Monday, November 28, 2011

How to Convert HTML to Text, With Formatting

My current best answer: this html2text package from Germany.  It can be installed easily on a MacOS with Macports ($ sudo port install html2text), and on other Unix-like systems through their package managers.  It has a number of useful options, and I use it like this:

html2text -nobs -ascii -width 200 -style pretty -o filename.txt - < filename.html

So now that you know my current answer, here's the problem: not all html is created equal.  Legislative data is published in a variety of formats, some uglier than others.  Extracting information requires cleaning these formats up.

When I started to work with California legislation, I had the problem of converting the state's plain text into a simple html for use on web pages.  To do that, I used a Perl text2html module.  While it takes many steps to produce web-friendly html from California's laws, at least the plain text was not cluttered with formatting symbols and tags that could interfere with the core text.

The problems in other states is far worse.  Some versions of Iowa's bills, for example, appear to be published directly from Microsoft Word to the web, which means that they're littered with a maze of formatting information--sometimes positioning each word on the page--that is not related to the text of the bill.  Other states use hundreds of cells of an html table (or multiple tables) to format the bill.  Looking at the file on the state's website, you wouldn't know that the underlying data is so messy.

Simply stripping all of the html tags won't work, because that eliminates all the formatting information, including information that can change the bill's meaning (spaces, paragraphs). That's unfortunate, because there are many html libraries that would make stripping out the tags easy (e.g.
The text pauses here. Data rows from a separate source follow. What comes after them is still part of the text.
//! tls-handshake-io
//! https://github.com/grahamking/ort
//!
//! MIT License
//! Copyright (c) 2025 Graham King
//!
//! C4: the write path. Mirrors `handshake_write_io`: produce the current
//! message's body (once), frame it for the wire, fold it into the
//! transcript, push it out through the transport, and only then move the
//! cursor forward. Framing and hashing happen exactly once per message —
//! `Connection::io`'s `wiped` flag is what tells a fresh message apart
//! from one a blocked flush is still draining (`spec.md` §4.4).

use crate::error::{bad_message, HsResult};

use super::connection::{Connection, LEGACY_RECORD_VERSION};
use super::record::WireRecordType;
use super::types::RecordType;

/// Advance the write side by exactly one message, or return `Blocked`
/// (via `HsError::is_blocked`) with enough state retained in `conn` to
/// resume on the next call without re-producing or re-hashing the body.
pub fn handshake_write_io(conn: &mut Connection) -> HsResult<()> {
    if !conn.record_writer.has_pending() {
        let descriptor = conn.current_descriptor()?;
        if !descriptor.writer.matches(conn.mode) {
            return Err(bad_message("handshake_write_io called out of turn"));
        }

        if conn.io.is_wiped() {
            let handler = descriptor.handlers[conn.mode.handler_index()]
                .ok_or_else(|| bad_message("message has no write handler"))?;
            handler(conn)?;
        }

        let body = conn.io.as_slice().to_vec();
        let wire_record_type = match descriptor.record_type {
            RecordType::Handshake => WireRecordType::Handshake,
            RecordType::ChangeCipherSpec => WireRecordType::ChangeCipherSpec,
            RecordType::ApplicationData => WireRecordType::ApplicationData,
        };

        let on_wire = if descriptor.record_type == RecordType::Handshake {
            let mut framed = Vec::with_capacity(4 + body.len());
            framed.push(descriptor.wire_type);
            let len_bytes = (body.len() as u32).to_be_bytes();
            framed.extend_from_slice(&len_bytes[1..]);
            framed.extend_from_slice(&body);
            conn.transcript.update(&framed);
            framed
        } else {
            body
        };

        conn.record_writer.queue(wire_record_type, LEGACY_RECORD_VERSION, &on_wire);
    }

    conn.record_writer.flush(conn.transport.as_mut())?;
    conn.advance()
}
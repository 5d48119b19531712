//! tls-handshake-io
//! https://github.com/grahamking/ort
//!
//! MIT License
//! Copyright (c) 2025 Graham King
//!
//! `hsio`: a tiny loopback demo. Drives a client and a server
//! `Connection` against each other over an in-memory transport through a
//! full handshake, then prints the negotiated handshake type and the
//! resulting transcript digest — useful for eyeballing that the driver
//! actually reaches `APPLICATION_DATA` with matching transcripts
//! (testable property 5, `spec.md` §8), without a real socket or peer.

use std::collections::VecDeque;
use std::process::ExitCode;

use tls_handshake_io::config::Config;
use tls_handshake_io::handshake::record::LoopbackTransport;
use tls_handshake_io::handshake::transcript::RequiredHashes;
use tls_handshake_io::handshake::types::Mode;
use tls_handshake_io::{negotiate, Blocked, Connection, MessageKind};

const DEBUG_LOG: bool = false;

fn debug_print(msg: &str) {
    if DEBUG_LOG {
        eprintln!("{msg}");
    }
}

fn pump(client: &mut Connection, server: &mut Connection) -> tls_handshake_io::HsResult<()> {
    let mut client_to_server: VecDeque<u8> = VecDeque::new();
    let mut server_to_client: VecDeque<u8> = VecDeque::new();

    for _ in 0..10_000 {
        if let Some(t) = client.loopback_mut() {
            client_to_server.extend(t.drain_outbox());
        }
        if let Some(t) = server.loopback_mut() {
            server_to_client.extend(t.drain_outbox());
        }
        if let Some(t) = server.loopback_mut() {
            let bytes: Vec<u8> = client_to_server.drain(..).collect();
            t.feed(&bytes);
        }
        if let Some(t) = client.loopback_mut() {
            let bytes: Vec<u8> = server_to_client.drain(..).collect();
            t.feed(&bytes);
        }

        let client_blocked = negotiate(client)?;
        let server_blocked = negotiate(server)?;
        debug_print(&format!(
            "client at {} ({:?}), server at {} ({:?})",
            client.last_message_name(),
            client_blocked,
            server.last_message_name(),
            server_blocked,
        ));

        if client_blocked == Blocked::NotBlocked && server_blocked == Blocked::NotBlocked {
            return Ok(());
        }
    }

    Err(tls_handshake_io::bad_message("loopback handshake did not converge"))
}

fn run() -> tls_handshake_io::HsResult<()> {
    let config = Config::default();

    let mut client = Connection::new(Mode::Client, config.clone(), Box::new(LoopbackTransport::new()));
    let mut server = Connection::new(Mode::Server, config, Box::new(LoopbackTransport::new()));

    client.negotiation_inputs.perfect_forward_secrecy = true;
    server.negotiation_inputs.perfect_forward_secrecy = true;
    client.negotiation_inputs.required_hashes = RequiredHashes::TLS12_SHA256;
    server.negotiation_inputs.required_hashes = RequiredHashes::TLS12_SHA256;
    client.set_handshake_type()?;
    server.set_handshake_type()?;

    pump(&mut client, &mut server)?;

    println!("client handshake type: {}", client.handshake_type_name());
    println!("server handshake type: {}", server.handshake_type_name());
    println!(
        "both sides at: {:?}",
        (client.current_message()?, server.current_message()?)
    );
    assert_eq!(client.current_message()?, MessageKind::ApplicationData);

    match (client.transcript.sha256_digest(), server.transcript.sha256_digest()) {
        (Some(c), Some(s)) => {
            println!("client transcript sha256: {}", hex(&c));
            println!("server transcript sha256: {}", hex(&s));
            println!("transcripts match: {}", c == s);
        }
        _ => println!("no SHA-256 transcript required for this cipher suite"),
    }

    Ok(())
}

fn hex(bytes: &[u8]) -> String {
    bytes.iter().map(|b| format!("{b:02x}")).collect()
}

fn main() -> ExitCode {
    match run() {
        Ok(()) => ExitCode::SUCCESS,
        Err(err) => {
            eprintln!("{err}");
            ExitCode::from(1)
        }
    }
}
Beautiful Soup for python, or similar libraries in other languages).  What I want to do is preserve the formatting, but do it with spaces and paragraphs, not tables or graphically positioning words.
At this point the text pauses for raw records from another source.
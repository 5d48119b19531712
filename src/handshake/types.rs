//! tls-handshake-io
//! https://github.com/grahamking/ort
//!
//! MIT License
//! Copyright (c) 2025 Graham King

use std::fmt;
use std::ops::{BitOr, BitOrAssign};

/// Which endpoint this connection is acting as. Also used as the array
/// index into `Descriptor::handlers`.
#[derive(Debug, Clone, Copy, PartialEq, Eq)]
pub enum Mode {
    Server,
    Client,
}

impl Mode {
    pub fn handler_index(self) -> usize {
        match self {
            Mode::Server => 0,
            Mode::Client => 1,
        }
    }
}

/// Which side writes a given message; `Both` marks the terminal
/// application-data slot that ends the handshake for either endpoint.
#[derive(Debug, Clone, Copy, PartialEq, Eq)]
pub enum Writer {
    Server,
    Client,
    Both,
}

impl Writer {
    pub fn matches(self, mode: Mode) -> bool {
        matches!(
            (self, mode),
            (Writer::Server, Mode::Server) | (Writer::Client, Mode::Client)
        )
    }
}

/// TLS record-layer content type as relevant to the handshake driver.
#[derive(Debug, Clone, Copy, PartialEq, Eq)]
pub enum RecordType {
    ChangeCipherSpec,
    Handshake,
    ApplicationData,
}

/// One handshake message role in a sequence (`spec.md` §3).
#[derive(Debug, Clone, Copy, PartialEq, Eq, Hash)]
#[repr(u8)]
pub enum MessageKind {
    ClientHello,
    ServerHello,
    ServerNewSessionTicket,
    ServerCert,
    ServerCertStatus,
    ServerKey,
    ServerCertReq,
    ServerHelloDone,
    ClientCert,
    ClientKey,
    ClientCertVerify,
    ClientChangeCipherSpec,
    ClientFinished,
    ServerChangeCipherSpec,
    ServerFinished,
    ApplicationData,
}

impl MessageKind {
    /// Human name, as surfaced by `last_message_name`.
    pub fn name(self) -> &'static str {
        match self {
            MessageKind::ClientHello => "CLIENT_HELLO",
            MessageKind::ServerHello => "SERVER_HELLO",
            MessageKind::ServerNewSessionTicket => "SERVER_NEW_SESSION_TICKET",
            MessageKind::ServerCert => "SERVER_CERT",
            MessageKind::ServerCertStatus => "SERVER_CERT_STATUS",
            MessageKind::ServerKey => "SERVER_KEY",
            MessageKind::ServerCertReq => "SERVER_CERT_REQ",
            MessageKind::ServerHelloDone => "SERVER_HELLO_DONE",
            MessageKind::ClientCert => "CLIENT_CERT",
            MessageKind::ClientKey => "CLIENT_KEY",
            MessageKind::ClientCertVerify => "CLIENT_CERT_VERIFY",
            MessageKind::ClientChangeCipherSpec => "CLIENT_CHANGE_CIPHER_SPEC",
            MessageKind::ClientFinished => "CLIENT_FINISHED",
            MessageKind::ServerChangeCipherSpec => "SERVER_CHANGE_CIPHER_SPEC",
            MessageKind::ServerFinished => "SERVER_FINISHED",
            MessageKind::ApplicationData => "APPLICATION_DATA",
        }
    }
}

impl fmt::Display for MessageKind {
    fn fmt(&self, f: &mut fmt::Formatter) -> fmt::Result {
        f.write_str(self.name())
    }
}

/// The handshake-type bitset (`spec.md` §3). Each flag keeps the bit
/// position of the original `handshakes[128][...]` table so that
/// `handshake_type_name`'s pipe-joined ordering matches the source this
/// was distilled from.
#[derive(Debug, Clone, Copy, PartialEq, Eq, Default)]
pub struct HandshakeType(pub u8);

impl HandshakeType {
    pub const INITIAL: HandshakeType = HandshakeType(0);
    pub const NEGOTIATED: HandshakeType = HandshakeType(1 << 0);
    pub const FULL_HANDSHAKE: HandshakeType = HandshakeType(1 << 1);
    pub const PERFECT_FORWARD_SECRECY: HandshakeType = HandshakeType(1 << 2);
    pub const OCSP_STATUS: HandshakeType = HandshakeType(1 << 3);
    pub const CLIENT_AUTH: HandshakeType = HandshakeType(1 << 4);
    pub const WITH_SESSION_TICKET: HandshakeType = HandshakeType(1 << 5);
    pub const NO_CLIENT_CERT: HandshakeType = HandshakeType(1 << 6);

    const NAMES: [(HandshakeType, &'static str); 7] = [
        (HandshakeType::NEGOTIATED, "NEGOTIATED"),
        (HandshakeType::FULL_HANDSHAKE, "FULL_HANDSHAKE"),
        (HandshakeType::PERFECT_FORWARD_SECRECY, "PERFECT_FORWARD_SECRECY"),
        (HandshakeType::OCSP_STATUS, "OCSP_STATUS"),
        (HandshakeType::CLIENT_AUTH, "CLIENT_AUTH"),
        (HandshakeType::WITH_SESSION_TICKET, "WITH_SESSION_TICKET"),
        (HandshakeType::NO_CLIENT_CERT, "NO_CLIENT_CERT"),
    ];

    pub fn contains(self, flag: HandshakeType) -> bool {
        self.0 & flag.0 == flag.0
    }

    pub fn insert(&mut self, flag: HandshakeType) {
        self.0 |= flag.0;
    }

    pub fn remove(&mut self, flag: HandshakeType) {
        self.0 &= !flag.0;
    }

    /// Pipe-joined names of set flags, `"INITIAL"` when zero. Pure
    /// function of the bitset — recomputed on every call rather than
    /// memoized in a shared buffer (see Design Notes).
    pub fn name(self) -> String {
        if self == HandshakeType::INITIAL {
            return "INITIAL".to_string();
        }
        Self::NAMES
            .iter()
            .filter(|(flag, _)| self.contains(*flag))
            .map(|(_, name)| *name)
            .collect::<Vec<_>>()
            .join("|")
    }
}

impl BitOr for HandshakeType {
    type Output = HandshakeType;
    fn bitor(self, rhs: HandshakeType) -> HandshakeType {
        HandshakeType(self.0 | rhs.0)
    }
}

impl BitOrAssign for HandshakeType {
    fn bitor_assign(&mut self, rhs: HandshakeType) {
        self.0 |= rhs.0;
    }
}

/// Out-parameter mirroring `s2n_blocked_status`.
#[derive(Debug, Clone, Copy, PartialEq, Eq)]
pub enum Blocked {
    NotBlocked,
    OnRead,
    OnWrite,
}

#[cfg(test)]
mod tests {
    use super::*;

    #[test]
    fn initial_name_is_initial() {
        assert_eq!(HandshakeType::INITIAL.name(), "INITIAL");
    }

    #[test]
    fn name_is_pure_and_ordered() {
        let ht = HandshakeType::NEGOTIATED
            | HandshakeType::FULL_HANDSHAKE
            | HandshakeType::PERFECT_FORWARD_SECRECY;
        assert_eq!(ht.name(), "NEGOTIATED|FULL_HANDSHAKE|PERFECT_FORWARD_SECRECY");
        assert_eq!(ht.name(), ht.name());
    }

    #[test]
    fn contains_checks_all_bits_of_flag() {
        let ht = HandshakeType::NEGOTIATED | HandshakeType::CLIENT_AUTH;
        assert!(ht.contains(HandshakeType::NEGOTIATED));
        assert!(ht.contains(HandshakeType::CLIENT_AUTH));
        assert!(!ht.contains(HandshakeType::FULL_HANDSHAKE));
    }
}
Ironically, the most effective way to clean this messy data is also the easiest: copy and paste the bill displayed on your web browser.  After all, the formatting was made for the browser to interpret, and the copy-paste function (at least on a Mac) is quite faithful to the formatting.  However, automating this copy and paste process is far from simple and, with one exception, I have not seen any programs that make use of this native browser capability to convert files in bulk.  The exception is the use of the Linux web browser, Lynx, which has a function "Lynx -dump".  However, this converter  apparently has a number of faults, including an inability to process tables.  Anyone know how to use Chrome or Firefox to automate conversion of html to text for large numbers of files? This is still the solution I'd prefer.

But barring that, I found a close second, in the form of the html2text program.  Although it's relatively old (2004), it's fast and deals reasonably with tables and other formatting such as underlining and strikeouts.

Edit: Upon the suggestion by Frank Bennett, below, I installed the w3m text browser and used it to produce formatted text from html using the following command-line syntax:
w3m filename.html -dump > file.txt
Like html2text, it is fast and produces clean output, actually somewhat too clean.  The saved file strips some important formatting information, like <u> (underline) tags, so some caution is in order when using this method.